> [Work instruction]: Each entry needs to be given again, character for character.

[Start of section]

//! Eager field: the instance is built together with the provider.
//!
//! Nothing can call `get` before the provider exists, so no synchronization
//! is needed.  The cost is paid even if the instance is never requested.
//!
//! # Example
//! ```
//! use sl_strategies::EagerField;
//!
//! struct Limits { max_connections: u32 }
//!
//! // Evaluated at compile time: built before any code runs.
//! static LIMITS: EagerField<Limits> = EagerField::new(Limits { max_connections: 64 });
//!
//! assert_eq!(LIMITS.get().max_connections, 64);
//! ```

use sl_core::{SingletonProvider, Strategy};
use tracing::debug;

/// Provider holding an instance built at provider construction.
#[derive(Debug)]
pub struct EagerField<T> {
    instance: T,
}

impl<T> EagerField<T> {
    /// Wrap an already constructed instance.
    ///
    /// `const`, so a `static` provider built from a constant expression is
    /// constructed at compile time.
    pub const fn new(instance: T) -> Self {
        Self { instance }
    }

    /// Run `init` now and hold its result.
    pub fn build(init: impl FnOnce() -> T) -> Self {
        debug!(strategy = %Strategy::EagerField, "constructing shared instance eagerly");
        Self { instance: init() }
    }

    /// The shared instance.
    pub fn get(&self) -> &T {
        &self.instance
    }
}

impl<T: Sync> SingletonProvider for EagerField<T> {
    type Shared = T;

    fn get(&self) -> &T {
        &self.instance
    }

    fn strategy(&self) -> Strategy {
        Strategy::EagerField
    }

    fn is_initialized(&self) -> bool {
        true
    }
}

#[cfg(test)]
mod tests {
    use super::*;
    use sl_core::ConstructionProbe;

    #[test]
    fn built_before_first_call() {
        let probe = ConstructionProbe::new();
        let p = EagerField::build(|| probe.construct());
        assert_eq!(probe.constructions(), 1);
        assert!(p.is_initialized());
        let first = p.observe();
        for _ in 0..100 {
            assert_eq!(p.observe(), first);
        }
        assert_eq!(probe.constructions(), 1);
    }

    #[test]
    fn const_static_provider() {
        static ANSWER: EagerField<u64> = EagerField::new(42);
        assert_eq!(*ANSWER.get(), 42);
        assert!(std::ptr::eq(ANSWER.get(), ANSWER.get()));
    }
}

[End of section]

> [Exercise answer]:
//! Eager field: the instance is built together with the provider.
//!
//! Nothing can call `get` before the provider exists, so no synchronization
//! is needed.  The cost is paid even if the instance is never requested.
//!
//! # Example
//! ```
//! use sl_strategies::EagerField;
//!
//! struct Limits { max_connections: u32 }
//!
//! // Evaluated at compile time: built before any code runs.
//! static LIMITS: EagerField<Limits> = EagerField::new(Limits { max_connections: 64 });
//!
//! assert_eq!(LIMITS.get().max_connections, 64);
//! ```

use sl_core::{SingletonProvider, Strategy};
use tracing::debug;

/// Provider holding an instance built at provider construction.
#[derive(Debug)]
pub struct EagerField<T> {
    instance: T,
}

impl<T> EagerField<T> {
    /// Wrap an already constructed instance.
    ///
    /// `const`, so a `static` provider built from a constant expression is
    /// constructed at compile time.
    pub const fn new(instance: T) -> Self {
        Self { instance }
    }

    /// Run `init` now and hold its result.
    pub fn build(init: impl FnOnce() -> T) -> Self {
        debug!(strategy = %Strategy::EagerField, "constructing shared instance eagerly");
        Self { instance: init() }
    }

    /// The shared instance.
    pub fn get(&self) -> &T {
        &self.instance
    }
}

impl<T: Sync> SingletonProvider for EagerField<T> {
    type Shared = T;

    fn get(&self) -> &T {
        &self.instance
    }

    fn strategy(&self) -> Strategy {
        Strategy::EagerField
    }

    fn is_initialized(&self) -> bool {
        true
    }
}

#[cfg(test)]
mod tests {
    use super::*;
    use sl_core::ConstructionProbe;

    #[test]
    fn built_before_first_call() {
        let probe = ConstructionProbe::new();
        let p = EagerField::build(|| probe.construct());
        assert_eq!(probe.constructions(), 1);
        assert!(p.is_initialized());
        let first = p.observe();
        for _ in 0..100 {
            assert_eq!(p.observe(), first);
        }
        assert_eq!(probe.constructions(), 1);
    }

    #[test]
    fn const_static_provider() {
        static ANSWER: EagerField<u64> = EagerField::new(42);
        assert_eq!(*ANSWER.get(), 42);
        assert!(std::ptr::eq(ANSWER.get(), ANSWER.get()));
    }
}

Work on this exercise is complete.